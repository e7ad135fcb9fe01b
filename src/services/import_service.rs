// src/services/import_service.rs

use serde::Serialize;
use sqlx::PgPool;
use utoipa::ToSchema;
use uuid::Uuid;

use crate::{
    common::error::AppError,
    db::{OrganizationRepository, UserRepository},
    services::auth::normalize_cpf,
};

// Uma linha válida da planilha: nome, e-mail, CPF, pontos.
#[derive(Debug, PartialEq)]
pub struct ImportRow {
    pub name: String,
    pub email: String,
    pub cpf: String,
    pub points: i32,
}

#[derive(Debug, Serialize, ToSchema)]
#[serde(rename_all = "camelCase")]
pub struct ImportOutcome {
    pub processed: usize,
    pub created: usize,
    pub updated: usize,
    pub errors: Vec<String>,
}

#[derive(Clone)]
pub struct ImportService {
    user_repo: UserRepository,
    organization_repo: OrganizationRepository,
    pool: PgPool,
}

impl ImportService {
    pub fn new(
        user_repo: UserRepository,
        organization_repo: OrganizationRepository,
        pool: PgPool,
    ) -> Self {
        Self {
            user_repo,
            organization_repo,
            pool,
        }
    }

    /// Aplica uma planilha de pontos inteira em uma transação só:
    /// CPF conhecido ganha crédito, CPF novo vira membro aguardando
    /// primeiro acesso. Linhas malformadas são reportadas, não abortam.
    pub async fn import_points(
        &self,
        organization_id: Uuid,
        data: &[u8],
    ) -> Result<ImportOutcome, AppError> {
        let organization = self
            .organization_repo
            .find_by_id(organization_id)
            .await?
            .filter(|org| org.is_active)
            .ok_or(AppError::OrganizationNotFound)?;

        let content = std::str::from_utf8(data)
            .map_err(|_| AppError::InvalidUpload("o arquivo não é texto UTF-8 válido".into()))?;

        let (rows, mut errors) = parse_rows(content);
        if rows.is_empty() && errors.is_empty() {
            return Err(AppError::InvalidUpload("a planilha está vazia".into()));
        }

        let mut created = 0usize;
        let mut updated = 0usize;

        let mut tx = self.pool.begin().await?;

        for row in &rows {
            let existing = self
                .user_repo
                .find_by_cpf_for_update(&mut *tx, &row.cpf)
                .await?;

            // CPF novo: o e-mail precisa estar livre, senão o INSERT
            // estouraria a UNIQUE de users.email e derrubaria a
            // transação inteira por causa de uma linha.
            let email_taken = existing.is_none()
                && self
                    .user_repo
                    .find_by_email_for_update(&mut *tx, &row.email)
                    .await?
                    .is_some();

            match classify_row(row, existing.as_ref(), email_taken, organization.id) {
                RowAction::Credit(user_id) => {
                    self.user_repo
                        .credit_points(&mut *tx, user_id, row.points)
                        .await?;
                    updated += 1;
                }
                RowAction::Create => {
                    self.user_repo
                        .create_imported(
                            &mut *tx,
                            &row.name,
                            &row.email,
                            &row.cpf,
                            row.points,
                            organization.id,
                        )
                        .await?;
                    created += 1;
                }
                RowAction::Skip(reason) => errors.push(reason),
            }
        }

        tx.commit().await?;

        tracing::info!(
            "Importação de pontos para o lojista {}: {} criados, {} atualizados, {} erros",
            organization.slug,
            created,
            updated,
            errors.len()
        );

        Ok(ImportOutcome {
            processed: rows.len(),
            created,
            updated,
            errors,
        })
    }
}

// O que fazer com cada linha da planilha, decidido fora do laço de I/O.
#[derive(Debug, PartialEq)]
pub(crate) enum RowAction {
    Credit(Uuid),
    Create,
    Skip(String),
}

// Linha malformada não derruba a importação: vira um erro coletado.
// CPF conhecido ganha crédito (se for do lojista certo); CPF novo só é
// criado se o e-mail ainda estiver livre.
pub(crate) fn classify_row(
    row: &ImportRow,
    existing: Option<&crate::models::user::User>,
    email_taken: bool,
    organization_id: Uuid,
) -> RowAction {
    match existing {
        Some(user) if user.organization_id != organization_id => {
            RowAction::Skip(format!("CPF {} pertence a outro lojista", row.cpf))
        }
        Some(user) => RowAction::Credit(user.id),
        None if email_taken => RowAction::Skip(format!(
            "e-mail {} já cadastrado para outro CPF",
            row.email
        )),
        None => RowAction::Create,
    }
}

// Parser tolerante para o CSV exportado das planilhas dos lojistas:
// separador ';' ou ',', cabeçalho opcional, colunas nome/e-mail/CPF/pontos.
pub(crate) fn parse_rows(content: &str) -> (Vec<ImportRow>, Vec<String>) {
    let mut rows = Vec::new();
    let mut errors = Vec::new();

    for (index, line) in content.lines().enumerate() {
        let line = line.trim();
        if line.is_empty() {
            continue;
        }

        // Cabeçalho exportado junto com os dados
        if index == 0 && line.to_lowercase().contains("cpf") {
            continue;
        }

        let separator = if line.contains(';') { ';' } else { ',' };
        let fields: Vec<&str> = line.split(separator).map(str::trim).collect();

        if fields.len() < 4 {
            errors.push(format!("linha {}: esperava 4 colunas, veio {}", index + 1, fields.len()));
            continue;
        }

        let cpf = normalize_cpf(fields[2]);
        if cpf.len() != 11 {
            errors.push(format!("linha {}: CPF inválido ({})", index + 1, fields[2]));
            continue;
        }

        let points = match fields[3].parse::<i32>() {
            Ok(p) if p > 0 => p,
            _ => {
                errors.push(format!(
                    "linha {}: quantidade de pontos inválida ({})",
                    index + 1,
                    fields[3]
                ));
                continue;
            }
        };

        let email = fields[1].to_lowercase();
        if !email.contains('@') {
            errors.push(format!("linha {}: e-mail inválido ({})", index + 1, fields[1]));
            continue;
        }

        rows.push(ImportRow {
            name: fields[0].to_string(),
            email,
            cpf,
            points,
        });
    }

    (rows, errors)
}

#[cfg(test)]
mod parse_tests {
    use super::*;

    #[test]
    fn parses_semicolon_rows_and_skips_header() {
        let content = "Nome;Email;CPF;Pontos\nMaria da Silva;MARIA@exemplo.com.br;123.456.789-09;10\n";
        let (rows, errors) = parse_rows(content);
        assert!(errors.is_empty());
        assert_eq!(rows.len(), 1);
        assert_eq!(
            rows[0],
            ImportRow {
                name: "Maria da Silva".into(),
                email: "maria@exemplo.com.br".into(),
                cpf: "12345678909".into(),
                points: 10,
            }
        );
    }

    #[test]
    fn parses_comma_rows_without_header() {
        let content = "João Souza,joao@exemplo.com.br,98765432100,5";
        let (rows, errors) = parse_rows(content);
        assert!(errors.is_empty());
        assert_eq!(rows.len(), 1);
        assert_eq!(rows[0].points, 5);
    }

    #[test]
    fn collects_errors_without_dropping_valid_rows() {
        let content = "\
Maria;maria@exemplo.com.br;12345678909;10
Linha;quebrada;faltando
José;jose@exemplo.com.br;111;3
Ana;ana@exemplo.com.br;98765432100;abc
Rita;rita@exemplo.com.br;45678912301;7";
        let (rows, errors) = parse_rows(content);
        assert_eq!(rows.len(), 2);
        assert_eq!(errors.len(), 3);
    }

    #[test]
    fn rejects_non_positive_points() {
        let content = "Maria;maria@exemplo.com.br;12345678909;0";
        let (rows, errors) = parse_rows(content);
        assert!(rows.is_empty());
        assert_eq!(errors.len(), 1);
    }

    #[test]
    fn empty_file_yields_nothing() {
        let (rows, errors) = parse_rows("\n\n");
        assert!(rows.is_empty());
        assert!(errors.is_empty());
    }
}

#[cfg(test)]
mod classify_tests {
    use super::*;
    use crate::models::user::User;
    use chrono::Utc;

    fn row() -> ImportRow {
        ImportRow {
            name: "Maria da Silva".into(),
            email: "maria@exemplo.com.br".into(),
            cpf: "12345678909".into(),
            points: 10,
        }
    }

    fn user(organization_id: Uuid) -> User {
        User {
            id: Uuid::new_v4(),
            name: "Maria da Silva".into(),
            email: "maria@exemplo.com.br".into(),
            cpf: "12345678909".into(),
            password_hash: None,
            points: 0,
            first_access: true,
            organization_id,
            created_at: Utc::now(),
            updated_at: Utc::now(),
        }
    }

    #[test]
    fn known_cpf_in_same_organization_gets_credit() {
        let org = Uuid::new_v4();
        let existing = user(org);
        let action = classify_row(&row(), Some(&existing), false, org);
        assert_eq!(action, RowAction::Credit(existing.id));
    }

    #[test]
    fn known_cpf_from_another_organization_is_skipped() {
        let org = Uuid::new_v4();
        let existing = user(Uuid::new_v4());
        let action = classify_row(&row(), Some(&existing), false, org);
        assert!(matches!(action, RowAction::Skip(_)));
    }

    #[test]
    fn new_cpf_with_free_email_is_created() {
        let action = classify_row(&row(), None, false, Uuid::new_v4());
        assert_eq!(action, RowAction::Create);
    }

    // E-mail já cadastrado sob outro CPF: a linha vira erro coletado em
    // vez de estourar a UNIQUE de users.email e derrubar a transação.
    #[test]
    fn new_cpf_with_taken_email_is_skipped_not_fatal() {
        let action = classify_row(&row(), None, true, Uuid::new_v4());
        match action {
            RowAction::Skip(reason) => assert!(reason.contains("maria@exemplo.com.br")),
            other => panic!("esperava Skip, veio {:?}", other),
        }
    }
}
-=-=-=-=-
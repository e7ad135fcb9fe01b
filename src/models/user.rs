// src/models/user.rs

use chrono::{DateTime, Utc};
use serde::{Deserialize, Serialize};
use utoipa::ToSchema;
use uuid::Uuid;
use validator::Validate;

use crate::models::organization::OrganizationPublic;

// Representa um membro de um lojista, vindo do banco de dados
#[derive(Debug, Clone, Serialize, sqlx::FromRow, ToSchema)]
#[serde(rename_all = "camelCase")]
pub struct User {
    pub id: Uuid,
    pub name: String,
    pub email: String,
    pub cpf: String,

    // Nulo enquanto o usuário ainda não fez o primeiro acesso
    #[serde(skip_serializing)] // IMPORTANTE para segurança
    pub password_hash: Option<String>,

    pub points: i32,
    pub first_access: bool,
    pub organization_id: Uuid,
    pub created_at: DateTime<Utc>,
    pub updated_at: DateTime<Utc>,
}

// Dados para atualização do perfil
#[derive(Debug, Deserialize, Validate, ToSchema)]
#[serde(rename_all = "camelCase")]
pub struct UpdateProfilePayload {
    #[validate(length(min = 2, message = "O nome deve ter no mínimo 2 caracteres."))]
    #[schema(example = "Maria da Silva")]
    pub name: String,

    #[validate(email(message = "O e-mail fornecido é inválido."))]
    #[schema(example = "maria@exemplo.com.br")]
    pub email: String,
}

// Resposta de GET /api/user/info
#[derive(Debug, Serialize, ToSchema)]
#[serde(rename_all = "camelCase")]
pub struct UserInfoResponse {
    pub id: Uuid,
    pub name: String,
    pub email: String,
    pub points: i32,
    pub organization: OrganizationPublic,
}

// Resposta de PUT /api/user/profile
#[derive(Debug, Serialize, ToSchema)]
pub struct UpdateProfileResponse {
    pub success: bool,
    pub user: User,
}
-=-=-=-=-
- [Requirement]
Return each line of the data where the word "UserRepository" appears.

- [Solution to the problem]
    db::{OrganizationRepository, UserRepository},
    user_repo: UserRepository,
        user_repo: UserRepository,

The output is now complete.